The trial judge refused to hear defendant’s motion before trial began, and directed the Government to proceed with the trial.

The jury was impaneled and sworn, and the Government called witnesses to prove that defendant had attacked his sister by striking her in the forehead with his fist and by stabbing her in the stomach with a file. The incident was described and a doctor testified as to the wound caused by the file. The Government then rested, and the trial judge, after excusing the jury, heard arguments on the motion of defendant to dismiss. The trial judge granted the motion and thereafter entered a “judgment of acquittal.”

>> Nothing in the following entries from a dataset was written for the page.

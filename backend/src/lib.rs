//! Backend library modules.

pub mod doc;
pub mod domain;
pub mod inbound;
pub mod middleware;
pub mod outbound;
pub mod settings;

/// Public OpenAPI surface used by Swagger UI and tooling.
pub use doc::ApiDoc;
pub use middleware::Trace;
//! Mentee applications to join a project.

use std::cmp::Ordering;

use chrono::{DateTime, Utc};
use serde::{Deserialize, Serialize};
use utoipa::ToSchema;

use super::{ProjectId, RequestId, UserId};

/// Decision state of an application.
#[derive(Debug, Clone, Copy, PartialEq, Eq, Hash, Serialize, Deserialize, ToSchema)]
#[serde(rename_all = "lowercase")]
pub enum RequestStatus {
    Pending,
    Approved,
    Rejected,
}

impl RequestStatus {
    /// All statuses in display order.
    pub const ALL: [Self; 3] = [Self::Pending, Self::Approved, Self::Rejected];

    /// Whether the application still blocks a repeat application.
    pub const fn is_open(self) -> bool {
        matches!(self, Self::Pending | Self::Approved)
    }
}

/// Row of the `project_requests` collection.
#[derive(Debug, Clone, PartialEq, Eq, Serialize, Deserialize, ToSchema)]
#[serde(rename_all = "camelCase")]
pub struct ProjectRequest {
    pub id: RequestId,
    #[schema(value_type = String)]
    pub mentee_id: UserId,
    pub project_id: ProjectId,
    pub status: RequestStatus,
    pub created_at: DateTime<Utc>,
}

/// Ordering applied to a mentor's request list.
#[derive(Debug, Clone, Copy, Default, PartialEq, Eq, Serialize, Deserialize, ToSchema)]
#[serde(rename_all = "lowercase")]
pub enum RequestSort {
    /// Most recent first.
    #[default]
    Newest,
    /// Oldest first.
    Oldest,
    /// Student name ascending.
    Az,
    /// Student name descending.
    Za,
}

impl RequestSort {
    /// Sort `items` in place.
    ///
    /// Name comparisons are case-insensitive; ties fall back to the creation
    /// time so the order is stable across calls.
    ///
    /// # Examples
    /// ```
    /// use backend::domain::RequestSort;
    /// use chrono::{TimeZone, Utc};
    ///
    /// let mut rows = vec![
    ///     ("emily", Utc.with_ymd_and_hms(2025, 4, 8, 14, 20, 0).unwrap()),
    ///     ("John", Utc.with_ymd_and_hms(2025, 4, 5, 9, 30, 0).unwrap()),
    /// ];
    /// RequestSort::Za.sort(&mut rows, |row| row.0, |row| row.1);
    /// assert_eq!(rows[0].0, "John");
    /// ```
    pub fn sort<T>(
        self,
        items: &mut [T],
        name: impl Fn(&T) -> &str,
        created_at: impl Fn(&T) -> DateTime<Utc>,
    ) {
        let by_name = |a: &T, b: &T| -> Ordering {
            name(a)
                .to_lowercase()
                .cmp(&name(b).to_lowercase())
                .then_with(|| created_at(a).cmp(&created_at(b)))
        };
        match self {
            Self::Newest => items.sort_by_key(|item| std::cmp::Reverse(created_at(item))),
            Self::Oldest => items.sort_by_key(|item| created_at(item)),
            Self::Az => items.sort_by(by_name),
            Self::Za => items.sort_by(|a, b| by_name(b, a)),
        }
    }
}
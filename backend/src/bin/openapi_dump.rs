//! Print the OpenAPI document as JSON.

use std::io::Write;

use backend::ApiDoc;
use color_eyre::eyre::{Result, WrapErr};
use utoipa::OpenApi;

fn main() -> Result<()> {
    color_eyre::install()?;
    let json = ApiDoc::openapi()
        .to_pretty_json()
        .wrap_err("serialise OpenAPI document")?;
    let mut stdout = std::io::stdout().lock();
    writeln!(stdout, "{json}").wrap_err("write OpenAPI document")?;
    Ok(())
}
//! Builders wiring the in-memory backend into HTTP handler state.

use std::sync::Arc;

use actix_web::web;
use mockable::DefaultClock;
use tracing::info;

use backend::domain::ports::DemoIdentities;
#[cfg(feature = "dev-role-switch")]
use backend::domain::ports::FixtureDemoIdentities;
use backend::inbound::http::state::{HttpState, HttpStatePorts};
use backend::outbound::memory::MemoryBackend;

/// Canned identities are only wired in when role switching is compiled in.
#[cfg(feature = "dev-role-switch")]
fn demo_identities() -> Option<Arc<dyn DemoIdentities>> {
    info!("role switching enabled with canned identities");
    Some(Arc::new(FixtureDemoIdentities))
}

#[cfg(not(feature = "dev-role-switch"))]
fn demo_identities() -> Option<Arc<dyn DemoIdentities>> {
    None
}

/// Handler state with every port served by `backend`.
pub(super) fn build_http_state(backend: &MemoryBackend) -> web::Data<HttpState> {
    let state = HttpState::new(HttpStatePorts {
        auth: Arc::new(backend.clone()),
        dashboard: backend.dashboard_ports(Arc::new(DefaultClock)),
        demo: demo_identities(),
    });
    info!(demo = state.sessions.demo_enabled(), "http state built");
    web::Data::new(state)
}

The reason for the granting of the motion to dismiss during the course of trial had no connection with, nor was it based on the facts developed to that point in the trial. There was no factual determination made before or in the granting of the motion, thus in reality it was a dismissal of the information on constitutional grounds. The ruling came after the trial began because the court had refused to hear the motions before trial as required by Rule 12, Fed.R. Crim.P., in the absence of any showing or reference in any manner whatever to good cause for deferring a consideration and ruling. We must take notice of the practice of this trial judge to hear pretrial motions after the jury has been sworn. We have considered several previous instances where this has been done, and there are references in the records to show that this is done to prevent appeals by the Government of rulings on such motions. See United States v. Ritter, Tenth Circuit No. 76-1011, and United States v. Smith, 495 F.2d 668 (10th Cir.). See also the statements in the record in a case which was consolidated for argument with this one, United States v. Appawoo and Mountainlion, No. 76-1024.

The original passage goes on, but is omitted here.